▸ PROMPT:
Set down exactly the lines in the records below that run from the line with "end.1), lerp(start.2, end.2))" to the line with "else if micros", inclusive, and nothing more.

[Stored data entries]
▼
//! Output formatting for run reports

use aoc_runner::RunReport;
use colored::Colorize;
use std::time::Duration;

/// An RGB colour
#[derive(Debug, Clone, Copy, PartialEq, Eq)]
pub struct Rgb(pub u8, pub u8, pub u8);

pub const AQUAMARINE: Rgb = Rgb(127, 255, 212);
pub const MAGENTA: Rgb = Rgb(255, 0, 255);

/// Prints the result block with a colour gradient
pub struct OutputFormatter {
    start: Rgb,
    end: Rgb,
}

impl OutputFormatter {
    pub fn new() -> Self {
        Self {
            start: AQUAMARINE,
            end: MAGENTA,
        }
    }

    /// Print the block for a finished run
    pub fn print_report(&self, report: &RunReport) {
        println!("{}", gradient(&report_text(report), self.start, self.end));
    }
}

impl Default for OutputFormatter {
    fn default() -> Self {
        Self::new()
    }
}

/// Uncoloured text of the result block
pub fn report_text(report: &RunReport) -> String {
    format!(
        "Running {}\nSolution: {}.{}\nYear: {}\nProblem: {}\nPart: {}\nStarted: {}\nTime taken: {}\nResult: {}",
        report.problem_dir.display(),
        report.module,
        report.callable,
        report.id.year,
        report.id.problem,
        report.part,
        report.started_at.format("%H:%M:%S"),
        format_duration(report.elapsed),
        report.answer,
    )
}

/// Colour each visible character along a linear gradient
fn gradient(text: &str, start: Rgb, end: Rgb) -> String {
    let visible = text.chars().filter(|c| *c != '\n').count();
    let mut out = String::with_capacity(text.len() * 20);
    let mut index = 0;
    for ch in text.chars() {
        if ch == '\n' {
            out.push('\n');
            continue;
        }
        let Rgb(r, g, b) = color_at(start, end, index, visible);
        out.push_str(&ch.to_string().truecolor(r, g, b).to_string());
        index += 1;
    }
    out
}

/// Colour of the `index`-th of `count` evenly spaced steps
fn color_at(start: Rgb, end: Rgb, index: usize, count: usize) -> Rgb {
    if count <= 1 {
        return start;
    }
    let t = index as f64 / (count - 1) as f64;
    let lerp = |a: u8, b: u8| (a as f64 + (b as f64 - a as f64) * t).round() as u8;
    Rgb(lerp(start.0, end.0), lerp(start.1, end.1), lerp(start.2, end.2))
}

/// Format a Duration for display
fn format_duration(d: Duration) -> String {
    let micros = d.as_micros();
    if micros < 1000 {
        format!("{}µs", micros)
    } else if micros < 1_000_000 {
        format!("{:.2}ms", micros as f64 / 1000.0)
    } else {
        format!("{:.2}s", d.as_secs_f64())
    }
}

#[cfg(test)]
mod tests {
    use super::*;
    use aoc_runner::{Answer, ProblemId};
    use chrono::Local;
    use std::path::PathBuf;

    #[test]
    fn test_format_duration() {
        assert_eq!(format_duration(Duration::from_micros(999)), "999µs");
        assert_eq!(format_duration(Duration::from_micros(1500)), "1.50ms");
        assert_eq!(format_duration(Duration::from_millis(2500)), "2.50s");
    }

    #[test]
    fn test_gradient_endpoints() {
        assert_eq!(color_at(AQUAMARINE, MAGENTA, 0, 10), AQUAMARINE);
        assert_eq!(color_at(AQUAMARINE, MAGENTA, 9, 10), MAGENTA);
        assert_eq!(color_at(AQUAMARINE, MAGENTA, 0, 1), AQUAMARINE);
        assert_eq!(color_at(Rgb(0, 0, 0), Rgb(200, 100, 0), 1, 3), Rgb(100, 50, 0));
    }

    #[test]
    fn test_report_text() {
        let report = RunReport {
            id: ProblemId::new(2015, 1),
            part: 2,
            module: "2015/1::Solution".to_string(),
            callable: "part_2",
            problem_dir: PathBuf::from("/srv/aoc/2015/1"),
            answer: Answer::from_value(&1795),
            elapsed: Duration::from_micros(42),
            started_at: Local::now(),
        };

        let text = report_text(&report);
        let lines: Vec<&str> = text.lines().collect();
        assert_eq!(lines[0], "Running /srv/aoc/2015/1");
        assert_eq!(lines[1], "Solution: 2015/1::Solution.part_2");
        assert_eq!(lines[2], "Year: 2015");
        assert_eq!(lines[3], "Problem: 1");
        assert_eq!(lines[4], "Part: 2");
        assert_eq!(lines[6], "Time taken: 42µs");
        assert_eq!(lines[7], "Result: 1795");
    }
}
▲
▸ RESULT FOR THIS TASK:
    Rgb(lerp(start.0, end.0), lerp(start.1, end.1), lerp(start.2, end.2))
}

/// Format a Duration for display
fn format_duration(d: Duration) -> String {
    let micros = d.as_micros();
    if micros < 1000 {
        format!("{}µs", micros)
    } else if micros < 1_000_000 {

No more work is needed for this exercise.